■ Task prompt
Each line in the records that mentions the word "StubDetector" needs to be listed.

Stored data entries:
###

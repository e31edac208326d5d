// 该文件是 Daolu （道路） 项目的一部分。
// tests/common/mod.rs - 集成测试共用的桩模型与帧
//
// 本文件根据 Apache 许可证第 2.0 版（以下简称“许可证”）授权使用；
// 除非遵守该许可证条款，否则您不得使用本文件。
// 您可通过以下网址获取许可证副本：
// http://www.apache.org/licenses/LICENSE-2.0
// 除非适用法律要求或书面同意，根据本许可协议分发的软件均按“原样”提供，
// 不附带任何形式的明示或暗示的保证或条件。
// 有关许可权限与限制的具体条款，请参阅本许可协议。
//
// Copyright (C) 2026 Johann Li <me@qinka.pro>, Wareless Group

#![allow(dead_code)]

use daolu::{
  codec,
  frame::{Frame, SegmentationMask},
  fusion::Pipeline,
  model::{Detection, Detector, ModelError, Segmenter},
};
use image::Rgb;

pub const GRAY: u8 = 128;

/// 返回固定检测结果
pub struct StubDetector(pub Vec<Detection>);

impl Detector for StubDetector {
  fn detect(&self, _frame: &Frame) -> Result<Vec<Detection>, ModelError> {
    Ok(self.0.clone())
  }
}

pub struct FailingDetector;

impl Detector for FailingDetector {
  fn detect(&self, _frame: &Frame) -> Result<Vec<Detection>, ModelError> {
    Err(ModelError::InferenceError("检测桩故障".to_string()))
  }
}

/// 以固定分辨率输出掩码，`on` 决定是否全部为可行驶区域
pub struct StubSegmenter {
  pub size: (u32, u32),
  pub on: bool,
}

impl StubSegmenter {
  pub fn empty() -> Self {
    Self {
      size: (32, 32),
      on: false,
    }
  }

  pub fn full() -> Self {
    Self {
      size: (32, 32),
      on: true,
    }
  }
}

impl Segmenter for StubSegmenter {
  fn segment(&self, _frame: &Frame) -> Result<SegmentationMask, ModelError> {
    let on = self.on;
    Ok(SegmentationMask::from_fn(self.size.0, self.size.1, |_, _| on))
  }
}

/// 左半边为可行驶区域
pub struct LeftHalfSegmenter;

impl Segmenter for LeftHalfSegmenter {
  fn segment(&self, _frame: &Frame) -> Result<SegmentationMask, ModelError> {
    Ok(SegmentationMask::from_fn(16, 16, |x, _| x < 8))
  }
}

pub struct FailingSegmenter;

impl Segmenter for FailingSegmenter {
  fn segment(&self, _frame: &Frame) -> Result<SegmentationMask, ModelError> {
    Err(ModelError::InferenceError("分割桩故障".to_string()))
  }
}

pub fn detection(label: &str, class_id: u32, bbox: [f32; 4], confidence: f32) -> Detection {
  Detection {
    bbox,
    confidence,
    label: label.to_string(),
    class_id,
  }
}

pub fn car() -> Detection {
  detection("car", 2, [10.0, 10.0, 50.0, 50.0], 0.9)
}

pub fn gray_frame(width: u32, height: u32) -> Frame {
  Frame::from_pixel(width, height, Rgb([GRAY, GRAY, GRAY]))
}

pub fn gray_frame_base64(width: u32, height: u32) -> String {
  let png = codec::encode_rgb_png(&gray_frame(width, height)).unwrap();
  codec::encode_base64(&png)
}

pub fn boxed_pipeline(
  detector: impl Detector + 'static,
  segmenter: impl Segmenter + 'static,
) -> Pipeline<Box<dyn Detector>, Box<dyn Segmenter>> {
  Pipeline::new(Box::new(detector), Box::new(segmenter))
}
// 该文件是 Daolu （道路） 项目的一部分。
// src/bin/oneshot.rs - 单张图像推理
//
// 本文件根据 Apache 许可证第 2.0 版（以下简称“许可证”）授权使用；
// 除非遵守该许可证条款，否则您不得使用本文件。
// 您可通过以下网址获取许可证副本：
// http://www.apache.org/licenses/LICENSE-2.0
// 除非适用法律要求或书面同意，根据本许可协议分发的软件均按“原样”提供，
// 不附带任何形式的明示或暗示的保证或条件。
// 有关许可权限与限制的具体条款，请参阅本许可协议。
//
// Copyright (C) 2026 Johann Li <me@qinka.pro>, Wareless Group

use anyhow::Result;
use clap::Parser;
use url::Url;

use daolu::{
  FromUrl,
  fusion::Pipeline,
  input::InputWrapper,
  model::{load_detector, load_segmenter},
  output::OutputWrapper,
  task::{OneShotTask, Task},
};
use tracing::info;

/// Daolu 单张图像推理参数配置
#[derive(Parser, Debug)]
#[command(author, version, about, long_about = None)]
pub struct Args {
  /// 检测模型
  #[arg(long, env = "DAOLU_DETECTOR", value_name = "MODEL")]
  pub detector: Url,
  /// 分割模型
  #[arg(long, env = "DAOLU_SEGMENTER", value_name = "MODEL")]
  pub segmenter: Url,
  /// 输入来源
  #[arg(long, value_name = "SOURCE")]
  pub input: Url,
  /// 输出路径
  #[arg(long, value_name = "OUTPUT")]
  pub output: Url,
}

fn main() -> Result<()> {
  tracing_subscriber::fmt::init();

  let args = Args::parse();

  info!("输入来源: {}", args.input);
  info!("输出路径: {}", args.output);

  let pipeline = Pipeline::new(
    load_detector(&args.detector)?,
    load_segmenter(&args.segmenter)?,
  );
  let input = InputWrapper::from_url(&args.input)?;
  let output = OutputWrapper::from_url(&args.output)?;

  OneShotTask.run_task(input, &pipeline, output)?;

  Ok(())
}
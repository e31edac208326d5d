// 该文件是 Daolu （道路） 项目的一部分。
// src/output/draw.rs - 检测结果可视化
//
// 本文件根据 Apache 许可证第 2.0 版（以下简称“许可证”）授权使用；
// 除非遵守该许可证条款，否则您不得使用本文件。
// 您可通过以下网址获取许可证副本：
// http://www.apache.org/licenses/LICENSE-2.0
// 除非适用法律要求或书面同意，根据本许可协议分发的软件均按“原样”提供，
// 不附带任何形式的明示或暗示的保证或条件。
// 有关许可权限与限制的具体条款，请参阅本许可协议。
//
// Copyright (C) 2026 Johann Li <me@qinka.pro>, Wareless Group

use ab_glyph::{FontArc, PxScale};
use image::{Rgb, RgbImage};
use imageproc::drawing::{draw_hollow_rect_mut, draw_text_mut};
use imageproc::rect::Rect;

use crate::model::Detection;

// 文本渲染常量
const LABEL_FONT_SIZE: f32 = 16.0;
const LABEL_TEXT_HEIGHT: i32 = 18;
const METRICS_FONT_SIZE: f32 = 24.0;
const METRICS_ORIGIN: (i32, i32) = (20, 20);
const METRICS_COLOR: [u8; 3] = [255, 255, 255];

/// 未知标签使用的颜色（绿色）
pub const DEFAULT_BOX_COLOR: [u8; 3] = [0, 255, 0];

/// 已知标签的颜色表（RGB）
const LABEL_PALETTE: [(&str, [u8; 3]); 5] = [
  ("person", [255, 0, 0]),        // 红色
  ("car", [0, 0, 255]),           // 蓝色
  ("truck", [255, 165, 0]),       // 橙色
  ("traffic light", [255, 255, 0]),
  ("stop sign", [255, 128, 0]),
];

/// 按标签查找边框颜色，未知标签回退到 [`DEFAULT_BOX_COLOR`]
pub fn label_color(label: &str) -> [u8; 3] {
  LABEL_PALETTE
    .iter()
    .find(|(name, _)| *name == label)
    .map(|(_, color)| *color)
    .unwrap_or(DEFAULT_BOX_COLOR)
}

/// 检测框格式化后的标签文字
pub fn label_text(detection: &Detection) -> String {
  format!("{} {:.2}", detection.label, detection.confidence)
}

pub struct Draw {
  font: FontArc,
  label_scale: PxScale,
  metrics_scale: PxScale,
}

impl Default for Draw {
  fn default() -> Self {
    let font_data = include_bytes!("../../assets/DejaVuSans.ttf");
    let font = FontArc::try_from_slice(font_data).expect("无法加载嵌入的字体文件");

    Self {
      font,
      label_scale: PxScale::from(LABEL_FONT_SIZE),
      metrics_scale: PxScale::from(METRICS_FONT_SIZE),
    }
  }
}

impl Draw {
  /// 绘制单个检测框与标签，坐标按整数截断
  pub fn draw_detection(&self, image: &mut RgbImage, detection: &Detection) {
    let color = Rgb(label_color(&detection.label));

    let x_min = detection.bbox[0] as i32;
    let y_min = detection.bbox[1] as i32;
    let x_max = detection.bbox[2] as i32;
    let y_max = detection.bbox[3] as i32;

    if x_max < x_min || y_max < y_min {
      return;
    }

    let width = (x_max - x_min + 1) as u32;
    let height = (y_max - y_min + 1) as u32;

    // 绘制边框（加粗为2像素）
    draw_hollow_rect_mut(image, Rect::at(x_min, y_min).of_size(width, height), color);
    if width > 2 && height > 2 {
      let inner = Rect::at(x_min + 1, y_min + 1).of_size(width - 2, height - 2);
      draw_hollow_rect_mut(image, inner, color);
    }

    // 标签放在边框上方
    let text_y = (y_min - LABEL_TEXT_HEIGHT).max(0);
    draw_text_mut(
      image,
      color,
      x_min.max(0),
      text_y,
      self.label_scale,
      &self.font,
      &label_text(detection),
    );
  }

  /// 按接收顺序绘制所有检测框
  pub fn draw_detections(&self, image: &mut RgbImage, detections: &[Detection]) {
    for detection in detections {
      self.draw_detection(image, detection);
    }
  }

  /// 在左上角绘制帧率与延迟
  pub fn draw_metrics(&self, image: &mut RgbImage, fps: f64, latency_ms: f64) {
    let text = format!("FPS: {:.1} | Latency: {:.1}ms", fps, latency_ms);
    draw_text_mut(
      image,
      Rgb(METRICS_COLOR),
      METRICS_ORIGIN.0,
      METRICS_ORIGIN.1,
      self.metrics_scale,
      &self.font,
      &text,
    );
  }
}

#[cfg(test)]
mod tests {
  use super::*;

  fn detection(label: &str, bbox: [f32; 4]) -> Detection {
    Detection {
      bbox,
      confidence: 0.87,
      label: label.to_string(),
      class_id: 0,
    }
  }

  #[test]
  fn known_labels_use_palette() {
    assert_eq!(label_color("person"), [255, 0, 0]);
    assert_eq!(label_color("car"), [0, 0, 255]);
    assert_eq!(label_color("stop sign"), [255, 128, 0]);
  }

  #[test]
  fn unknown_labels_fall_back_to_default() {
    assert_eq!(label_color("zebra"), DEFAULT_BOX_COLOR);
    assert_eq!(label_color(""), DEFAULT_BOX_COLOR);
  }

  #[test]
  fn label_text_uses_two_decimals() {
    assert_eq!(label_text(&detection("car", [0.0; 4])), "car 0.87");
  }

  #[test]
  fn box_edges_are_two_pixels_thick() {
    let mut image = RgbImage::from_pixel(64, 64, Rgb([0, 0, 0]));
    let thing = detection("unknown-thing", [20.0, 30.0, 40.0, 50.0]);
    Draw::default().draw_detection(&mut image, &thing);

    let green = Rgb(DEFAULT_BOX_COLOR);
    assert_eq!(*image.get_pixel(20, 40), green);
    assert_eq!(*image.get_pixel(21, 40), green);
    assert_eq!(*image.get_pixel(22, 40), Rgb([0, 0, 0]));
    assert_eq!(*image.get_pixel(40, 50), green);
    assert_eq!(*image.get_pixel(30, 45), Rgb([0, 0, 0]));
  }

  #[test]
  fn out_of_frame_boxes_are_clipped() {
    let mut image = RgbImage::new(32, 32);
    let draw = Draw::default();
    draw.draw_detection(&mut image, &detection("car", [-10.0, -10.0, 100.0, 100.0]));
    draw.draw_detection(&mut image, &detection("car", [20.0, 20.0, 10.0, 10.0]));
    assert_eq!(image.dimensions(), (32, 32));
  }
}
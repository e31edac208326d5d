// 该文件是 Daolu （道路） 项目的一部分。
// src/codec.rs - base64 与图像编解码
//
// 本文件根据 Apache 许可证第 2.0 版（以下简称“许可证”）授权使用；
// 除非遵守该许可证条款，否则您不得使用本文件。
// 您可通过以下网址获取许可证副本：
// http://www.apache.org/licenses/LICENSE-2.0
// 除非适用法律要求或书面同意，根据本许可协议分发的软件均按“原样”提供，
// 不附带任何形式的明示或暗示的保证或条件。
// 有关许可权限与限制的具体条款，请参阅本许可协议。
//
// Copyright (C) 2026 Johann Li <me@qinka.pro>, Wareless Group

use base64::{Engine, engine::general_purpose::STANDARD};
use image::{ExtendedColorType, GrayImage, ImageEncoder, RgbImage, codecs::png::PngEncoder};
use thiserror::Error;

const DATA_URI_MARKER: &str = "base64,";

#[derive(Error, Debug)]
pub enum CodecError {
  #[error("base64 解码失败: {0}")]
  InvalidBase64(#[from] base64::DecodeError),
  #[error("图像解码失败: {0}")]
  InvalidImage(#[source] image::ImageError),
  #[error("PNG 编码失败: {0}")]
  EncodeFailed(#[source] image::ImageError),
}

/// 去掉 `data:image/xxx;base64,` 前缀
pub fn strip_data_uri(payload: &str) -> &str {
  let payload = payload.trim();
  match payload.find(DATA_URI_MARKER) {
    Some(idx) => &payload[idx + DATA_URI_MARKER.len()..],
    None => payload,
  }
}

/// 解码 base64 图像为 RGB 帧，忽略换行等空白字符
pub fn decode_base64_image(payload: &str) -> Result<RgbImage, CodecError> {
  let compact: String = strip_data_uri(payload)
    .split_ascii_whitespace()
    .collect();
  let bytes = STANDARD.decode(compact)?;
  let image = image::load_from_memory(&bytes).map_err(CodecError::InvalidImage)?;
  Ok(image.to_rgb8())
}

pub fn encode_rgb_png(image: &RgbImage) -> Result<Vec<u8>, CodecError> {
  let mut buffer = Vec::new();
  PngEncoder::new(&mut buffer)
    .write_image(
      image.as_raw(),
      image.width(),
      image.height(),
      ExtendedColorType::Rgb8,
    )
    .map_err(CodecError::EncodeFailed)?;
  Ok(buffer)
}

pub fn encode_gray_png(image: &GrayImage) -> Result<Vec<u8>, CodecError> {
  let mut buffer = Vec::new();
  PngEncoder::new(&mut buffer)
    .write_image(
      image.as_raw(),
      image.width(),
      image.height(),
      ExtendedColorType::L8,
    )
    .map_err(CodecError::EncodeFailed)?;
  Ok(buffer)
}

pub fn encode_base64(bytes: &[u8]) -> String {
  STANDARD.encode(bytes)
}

###

■ Result for this exercise
pub struct StubDetector(pub Vec<Detection>);
impl Detector for StubDetector {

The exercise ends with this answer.